*** DATA TO USE ***

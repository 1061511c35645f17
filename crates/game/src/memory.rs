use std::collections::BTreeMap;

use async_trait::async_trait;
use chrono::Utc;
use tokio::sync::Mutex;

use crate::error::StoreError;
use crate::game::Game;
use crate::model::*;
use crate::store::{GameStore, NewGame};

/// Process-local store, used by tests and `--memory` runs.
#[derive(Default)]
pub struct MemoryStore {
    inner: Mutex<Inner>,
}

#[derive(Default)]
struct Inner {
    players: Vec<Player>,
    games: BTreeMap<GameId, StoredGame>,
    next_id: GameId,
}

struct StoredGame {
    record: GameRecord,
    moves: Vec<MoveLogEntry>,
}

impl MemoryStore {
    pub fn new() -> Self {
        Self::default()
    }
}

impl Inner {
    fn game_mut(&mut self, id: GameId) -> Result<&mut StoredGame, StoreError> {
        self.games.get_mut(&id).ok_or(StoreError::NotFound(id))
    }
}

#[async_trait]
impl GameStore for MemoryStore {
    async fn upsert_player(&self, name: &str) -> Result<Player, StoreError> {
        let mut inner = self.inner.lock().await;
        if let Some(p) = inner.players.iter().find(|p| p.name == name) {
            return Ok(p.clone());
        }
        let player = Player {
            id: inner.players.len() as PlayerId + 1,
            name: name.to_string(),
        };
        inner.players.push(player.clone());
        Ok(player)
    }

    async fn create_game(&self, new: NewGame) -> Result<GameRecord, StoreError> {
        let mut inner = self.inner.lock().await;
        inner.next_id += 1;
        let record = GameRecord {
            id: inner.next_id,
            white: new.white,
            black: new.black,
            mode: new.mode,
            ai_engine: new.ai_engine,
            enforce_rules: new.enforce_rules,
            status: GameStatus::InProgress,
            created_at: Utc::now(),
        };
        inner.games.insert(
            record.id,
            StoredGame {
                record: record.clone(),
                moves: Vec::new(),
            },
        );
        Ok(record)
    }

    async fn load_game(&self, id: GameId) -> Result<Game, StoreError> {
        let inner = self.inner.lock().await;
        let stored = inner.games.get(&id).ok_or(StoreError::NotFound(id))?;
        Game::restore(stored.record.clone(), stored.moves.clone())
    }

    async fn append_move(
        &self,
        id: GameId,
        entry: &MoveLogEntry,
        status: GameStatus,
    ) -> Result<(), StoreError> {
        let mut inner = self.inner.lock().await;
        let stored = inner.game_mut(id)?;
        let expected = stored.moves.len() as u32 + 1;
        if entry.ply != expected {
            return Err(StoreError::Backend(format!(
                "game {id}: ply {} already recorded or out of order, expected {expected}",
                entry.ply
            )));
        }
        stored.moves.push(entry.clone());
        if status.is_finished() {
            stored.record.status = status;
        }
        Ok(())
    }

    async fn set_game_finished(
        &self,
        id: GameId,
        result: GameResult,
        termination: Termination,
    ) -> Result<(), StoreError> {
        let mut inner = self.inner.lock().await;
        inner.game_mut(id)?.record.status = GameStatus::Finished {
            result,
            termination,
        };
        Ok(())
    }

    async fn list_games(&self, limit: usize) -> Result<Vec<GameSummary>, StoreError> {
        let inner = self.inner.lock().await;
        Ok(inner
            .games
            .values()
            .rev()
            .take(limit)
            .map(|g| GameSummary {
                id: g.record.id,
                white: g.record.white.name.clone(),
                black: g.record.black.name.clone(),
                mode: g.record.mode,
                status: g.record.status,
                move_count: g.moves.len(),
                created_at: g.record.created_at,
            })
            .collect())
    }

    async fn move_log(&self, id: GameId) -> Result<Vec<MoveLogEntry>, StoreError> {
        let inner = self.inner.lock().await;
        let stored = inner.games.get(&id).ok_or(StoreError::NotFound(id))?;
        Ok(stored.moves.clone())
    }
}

*** End of DATA TO USE ***
*** DATA TO USE ***

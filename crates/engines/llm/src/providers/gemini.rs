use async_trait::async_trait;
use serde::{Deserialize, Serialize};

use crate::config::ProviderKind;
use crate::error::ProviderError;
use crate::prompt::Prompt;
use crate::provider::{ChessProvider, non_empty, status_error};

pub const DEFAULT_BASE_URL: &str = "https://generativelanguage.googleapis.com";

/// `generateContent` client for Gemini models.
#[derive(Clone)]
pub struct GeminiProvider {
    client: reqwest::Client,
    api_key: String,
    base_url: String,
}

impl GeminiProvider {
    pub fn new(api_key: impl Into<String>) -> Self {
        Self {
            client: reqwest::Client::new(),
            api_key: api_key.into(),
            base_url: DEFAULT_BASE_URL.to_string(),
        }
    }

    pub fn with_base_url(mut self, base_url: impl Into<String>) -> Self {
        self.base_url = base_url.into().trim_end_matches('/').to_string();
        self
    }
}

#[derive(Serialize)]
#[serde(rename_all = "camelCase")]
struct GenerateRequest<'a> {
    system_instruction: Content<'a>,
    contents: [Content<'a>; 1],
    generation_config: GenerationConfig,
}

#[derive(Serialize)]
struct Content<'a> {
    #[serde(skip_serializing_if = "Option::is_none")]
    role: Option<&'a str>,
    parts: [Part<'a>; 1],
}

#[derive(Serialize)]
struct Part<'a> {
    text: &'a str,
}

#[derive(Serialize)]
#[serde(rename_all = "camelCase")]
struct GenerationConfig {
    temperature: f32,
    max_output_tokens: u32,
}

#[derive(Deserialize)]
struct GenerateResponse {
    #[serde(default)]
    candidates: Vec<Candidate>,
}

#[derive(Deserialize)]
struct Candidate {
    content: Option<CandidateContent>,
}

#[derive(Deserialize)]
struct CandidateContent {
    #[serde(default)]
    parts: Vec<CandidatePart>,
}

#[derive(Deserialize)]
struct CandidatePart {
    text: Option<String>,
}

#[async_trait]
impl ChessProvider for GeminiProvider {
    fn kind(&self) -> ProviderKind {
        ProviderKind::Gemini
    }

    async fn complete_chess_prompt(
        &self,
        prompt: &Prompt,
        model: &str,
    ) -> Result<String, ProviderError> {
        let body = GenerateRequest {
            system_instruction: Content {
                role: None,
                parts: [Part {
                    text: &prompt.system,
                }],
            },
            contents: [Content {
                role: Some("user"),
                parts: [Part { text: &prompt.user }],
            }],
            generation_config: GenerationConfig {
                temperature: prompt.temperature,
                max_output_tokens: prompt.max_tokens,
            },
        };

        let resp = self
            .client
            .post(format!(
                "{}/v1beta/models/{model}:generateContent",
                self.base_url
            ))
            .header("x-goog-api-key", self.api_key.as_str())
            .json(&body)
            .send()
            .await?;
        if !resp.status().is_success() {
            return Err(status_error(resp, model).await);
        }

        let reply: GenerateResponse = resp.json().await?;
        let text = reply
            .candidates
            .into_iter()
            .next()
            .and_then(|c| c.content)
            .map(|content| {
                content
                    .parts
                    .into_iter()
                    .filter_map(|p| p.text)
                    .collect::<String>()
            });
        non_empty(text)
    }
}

*** End of DATA TO USE ***

# BRIEF
Reproduce each line from the data that has "GenerationConfig" in it.

# SOLUTION TO THIS TASK
    generation_config: GenerationConfig,
struct GenerationConfig {
            generation_config: GenerationConfig {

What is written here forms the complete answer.